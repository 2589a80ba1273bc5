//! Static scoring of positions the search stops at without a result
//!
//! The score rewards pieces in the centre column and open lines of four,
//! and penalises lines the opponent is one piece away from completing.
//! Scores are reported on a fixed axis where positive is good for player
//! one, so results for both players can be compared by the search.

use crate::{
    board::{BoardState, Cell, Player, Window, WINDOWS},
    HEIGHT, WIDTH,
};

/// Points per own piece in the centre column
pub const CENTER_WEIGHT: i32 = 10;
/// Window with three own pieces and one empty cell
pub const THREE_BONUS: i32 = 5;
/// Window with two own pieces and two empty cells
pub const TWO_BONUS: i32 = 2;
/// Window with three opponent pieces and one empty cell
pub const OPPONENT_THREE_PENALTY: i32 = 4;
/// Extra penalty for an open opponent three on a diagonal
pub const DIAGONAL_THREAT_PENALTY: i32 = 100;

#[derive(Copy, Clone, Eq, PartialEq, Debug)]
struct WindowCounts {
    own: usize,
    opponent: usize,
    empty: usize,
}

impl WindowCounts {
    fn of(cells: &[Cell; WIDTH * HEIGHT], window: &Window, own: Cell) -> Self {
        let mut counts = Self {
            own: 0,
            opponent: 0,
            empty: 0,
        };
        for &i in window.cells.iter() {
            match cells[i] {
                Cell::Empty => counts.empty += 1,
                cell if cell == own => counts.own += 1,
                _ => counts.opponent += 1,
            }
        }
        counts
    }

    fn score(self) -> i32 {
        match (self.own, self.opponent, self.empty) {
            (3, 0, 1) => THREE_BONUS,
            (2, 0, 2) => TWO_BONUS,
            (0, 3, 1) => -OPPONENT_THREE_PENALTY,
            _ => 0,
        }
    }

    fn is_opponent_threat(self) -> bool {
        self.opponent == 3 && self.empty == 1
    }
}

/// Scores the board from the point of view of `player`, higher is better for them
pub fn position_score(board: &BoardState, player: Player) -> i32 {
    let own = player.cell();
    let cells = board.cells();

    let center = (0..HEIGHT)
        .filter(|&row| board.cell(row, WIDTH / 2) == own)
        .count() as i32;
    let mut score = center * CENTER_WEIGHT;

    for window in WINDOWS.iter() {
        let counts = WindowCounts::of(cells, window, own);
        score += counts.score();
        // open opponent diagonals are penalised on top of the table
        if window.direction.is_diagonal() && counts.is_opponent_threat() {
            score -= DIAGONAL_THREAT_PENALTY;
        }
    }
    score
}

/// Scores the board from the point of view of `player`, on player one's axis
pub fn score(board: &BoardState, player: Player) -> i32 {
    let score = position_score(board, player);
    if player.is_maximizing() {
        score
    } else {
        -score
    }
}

.....

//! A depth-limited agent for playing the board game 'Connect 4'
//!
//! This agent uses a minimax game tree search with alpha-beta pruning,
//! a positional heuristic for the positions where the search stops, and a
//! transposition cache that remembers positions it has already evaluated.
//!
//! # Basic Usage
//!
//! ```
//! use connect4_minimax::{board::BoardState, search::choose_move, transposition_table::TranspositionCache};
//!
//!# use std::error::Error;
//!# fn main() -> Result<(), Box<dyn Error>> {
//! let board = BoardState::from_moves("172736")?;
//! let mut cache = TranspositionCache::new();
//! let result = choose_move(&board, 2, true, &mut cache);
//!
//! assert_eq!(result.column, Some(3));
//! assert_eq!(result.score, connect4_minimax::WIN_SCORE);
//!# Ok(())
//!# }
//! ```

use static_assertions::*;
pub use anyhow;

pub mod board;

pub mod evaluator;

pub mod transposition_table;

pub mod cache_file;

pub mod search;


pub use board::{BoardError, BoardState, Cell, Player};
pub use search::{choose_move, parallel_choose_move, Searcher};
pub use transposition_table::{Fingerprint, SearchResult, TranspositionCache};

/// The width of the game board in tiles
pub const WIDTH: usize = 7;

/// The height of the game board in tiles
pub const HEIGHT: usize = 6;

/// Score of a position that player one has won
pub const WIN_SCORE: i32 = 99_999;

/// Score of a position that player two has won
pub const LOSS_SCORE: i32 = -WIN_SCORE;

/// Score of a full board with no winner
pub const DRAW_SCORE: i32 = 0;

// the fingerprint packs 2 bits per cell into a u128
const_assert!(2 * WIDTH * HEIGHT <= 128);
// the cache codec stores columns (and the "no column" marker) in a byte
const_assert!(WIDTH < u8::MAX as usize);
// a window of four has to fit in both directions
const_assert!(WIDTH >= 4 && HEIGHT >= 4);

.....

• [Problem statement] Scan the entries above for the line containing "let mut score = center * CENTER_WEIGHT;", and copy it and all lines after it exactly, down to and including the line containing "let score = position_score(board, player);".

• [Solution to this task]
    let mut score = center * CENTER_WEIGHT;

    for window in WINDOWS.iter() {
        let counts = WindowCounts::of(cells, window, own);
        score += counts.score();
        // open opponent diagonals are penalised on top of the table
        if window.direction.is_diagonal() && counts.is_opponent_threat() {
            score -= DIAGONAL_THREAT_PENALTY;
        }
    }
    score
}

/// Scores the board from the point of view of `player`, on player one's axis
pub fn score(board: &BoardState, player: Player) -> i32 {
    let score = position_score(board, player);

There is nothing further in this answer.